WhisperX Speech Recognition with Word-Level Timestamps and Diarization
WhisperX extends OpenAI Whisper with batched inference for 70x realtime transcription, phoneme-based word-level timestamp alignment via wav2vec2, voice activity detection, and speaker diarization. It produces accurate per-word timestamps and speaker labels from audio files.
npx skills add agentskillexchange/skills --skill whisperx-speech-recognition-timestamps-diarization
WhisperX is an automatic speech recognition system that builds on OpenAI Whisper to deliver word-level timestamps and speaker diarization capabilities. While standard Whisper produces utterance-level timestamps that can be off by several seconds, WhisperX refines these using forced alignment with phoneme-based ASR models like wav2vec 2.0, producing accurate per-word timing.
What this skill actually does
Batched Inference
WhisperX implements batched inference using the faster-whisper backend (CTranslate2), achieving up to 70x realtime transcription speed with the large-v2 model. This makes it practical for processing long audio files, podcast archives, meeting recordings, and video libraries.
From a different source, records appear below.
//! JSON-file store for single-user, offline boards.
//!
//! [`LocalStore`] serves reads and listeners from an inner [`MemoryStore`]
//! and rewrites the whole file as part of every write: the file is saved
//! before the write commits in memory, so a failed save leaves both the
//! listeners and the file at the previous state. The file is replaced
//! atomically: contents go to a sibling temp file which is then renamed
//! over the target.

use std::collections::BTreeMap;
use std::path::{Path, PathBuf};

use serde::{Deserialize, Serialize};
use taskboard_proto::collection::SortDirection;
use taskboard_proto::task::{FieldWrite, Task, TaskFields, TaskId, TaskPatch};

use super::memory::MemoryStore;
use super::{BackendType, Listener, RemoteStore, StoreError};

/// Current on-disk format version.
pub const SCHEMA_VERSION: u32 = 1;

#[derive(Debug, Deserialize)]
struct StoreFile {
    schema_version: u32,
    #[serde(default)]
    collections: BTreeMap<String, Vec<Task>>,
}

#[derive(Serialize)]
struct StoreFileRef<'a> {
    schema_version: u32,
    collections: &'a BTreeMap<String, Vec<Task>>,
}

/// [`RemoteStore`] persisted to a JSON file.
pub struct LocalStore {
    memory: MemoryStore,
    path: PathBuf,
}

impl LocalStore {
    /// Opens the store at `path`, starting empty if the file does not exist.
    ///
    /// # Errors
    ///
    /// Returns [`StoreError::Io`] if the file cannot be read, is not valid
    /// JSON, or carries an unsupported schema version.
    pub fn open(path: impl Into<PathBuf>) -> Result<Self, StoreError> {
        let path = path.into();
        let collections = load_file(&path)?;
        tracing::info!(
            path = %path.display(),
            collections = collections.len(),
            "opened local store"
        );
        let save_path = path.clone();
        // The hook runs under the memory store's lock, which also orders saves.
        let memory = MemoryStore::from_collections(collections).with_commit_hook(Box::new(
            move |collections: &BTreeMap<String, Vec<Task>>| {
                save_file(&save_path, collections).inspect_err(|e| {
                    tracing::error!(
                        path = %save_path.display(),
                        error = %e,
                        "failed to save local store"
                    );
                })
            },
        ));
        Ok(Self { memory, path })
    }

    /// Path of the backing file.
    #[must_use]
    pub fn path(&self) -> &Path {
        &self.path
    }
}

fn load_file(path: &Path) -> Result<BTreeMap<String, Vec<Task>>, StoreError> {
    let contents = match std::fs::read_to_string(path) {
        Ok(contents) => contents,
        Err(e) if e.kind() == std::io::ErrorKind::NotFound => return Ok(BTreeMap::new()),
        Err(e) => return Err(e.into()),
    };
    let file: StoreFile = serde_json::from_str(&contents).map_err(std::io::Error::from)?;
    if file.schema_version != SCHEMA_VERSION {
        return Err(StoreError::Io(std::io::Error::new(
            std::io::ErrorKind::InvalidData,
            format!(
                "unsupported schema_version {} (expected {SCHEMA_VERSION})",
                file.schema_version
            ),
        )));
    }
    Ok(file.collections)
}

fn save_file(path: &Path, collections: &BTreeMap<String, Vec<Task>>) -> Result<(), StoreError> {
    if let Some(parent) = path.parent()
        && !parent.as_os_str().is_empty()
    {
        std::fs::create_dir_all(parent)?;
    }
    let file = StoreFileRef {
        schema_version: SCHEMA_VERSION,
        collections,
    };
    let contents = serde_json::to_string_pretty(&file).map_err(std::io::Error::from)?;

    let mut tmp_name = path.file_name().unwrap_or_default().to_os_string();
    tmp_name.push(".tmp");
    let tmp = path.with_file_name(tmp_name);
    std::fs::write(&tmp, contents)?;
    std::fs::rename(&tmp, path)?;
    Ok(())
}

impl RemoteStore for LocalStore {
    async fn subscribe(
        &self,
        collection: &str,
        direction: SortDirection,
    ) -> Result<Listener, StoreError> {
        self.memory.subscribe(collection, direction).await
    }

    async fn create(&self, collection: &str, fields: TaskFields) -> Result<TaskId, StoreError> {
        self.memory.create(collection, fields).await
    }

    async fn update_fields(
        &self,
        collection: &str,
        id: &TaskId,
        patch: TaskPatch,
    ) -> Result<(), StoreError> {
        self.memory.update_fields(collection, id, patch).await
    }

    async fn delete(&self, collection: &str, id: &TaskId) -> Result<(), StoreError> {
        self.memory.delete(collection, id).await
    }

    async fn batch_update(
        &self,
        collection: &str,
        writes: Vec<FieldWrite>,
    ) -> Result<(), StoreError> {
        self.memory.batch_update(collection, writes).await
    }

    fn backend_type(&self) -> BackendType {
        BackendType::Local
    }
}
The batch processing operates within individual files, maximizing GPU utilization without the overhead of sequential decoding.
Forced Alignment and Timestamps
The forced alignment pipeline takes the text output from Whisper and aligns it to the audio using a phoneme recognition model. This produces word-level timestamps with significantly higher accuracy than Whisper native timestamps. The alignment supports multiple languages through language-specific wav2vec2 models, and users can specify custom alignment models for specialized domains.
Speaker Diarization
WhisperX integrates speaker diarization via pyannote-audio, partitioning the transcript by speaker identity. Users can specify minimum and maximum speaker counts when the number of speakers is known. The diarization pipeline segments the audio by speaker and maps segments back to the word-level transcript, producing labeled output showing which speaker said what, with precise timing.
Voice Activity Detection
A VAD preprocessing step detects speech segments before transcription, filtering out silence and non-speech audio. This improves both transcription speed and accuracy by focusing compute on actual speech content. The VAD filter is especially useful for long recordings with significant silence or background noise.
Integration and Usage
WhisperX is installed via pip and runs from the command line: whisperx audio.wav –model large-v2 –diarize –highlight_words True. It outputs SRT, VTT, TSV, and JSON formats with word-level timing. The project has over 20,900 GitHub stars, is licensed under BSD-2-Clause, and has an associated academic paper. It is used in production for podcast transcription, meeting notes, subtitle generation, and content indexing pipelines.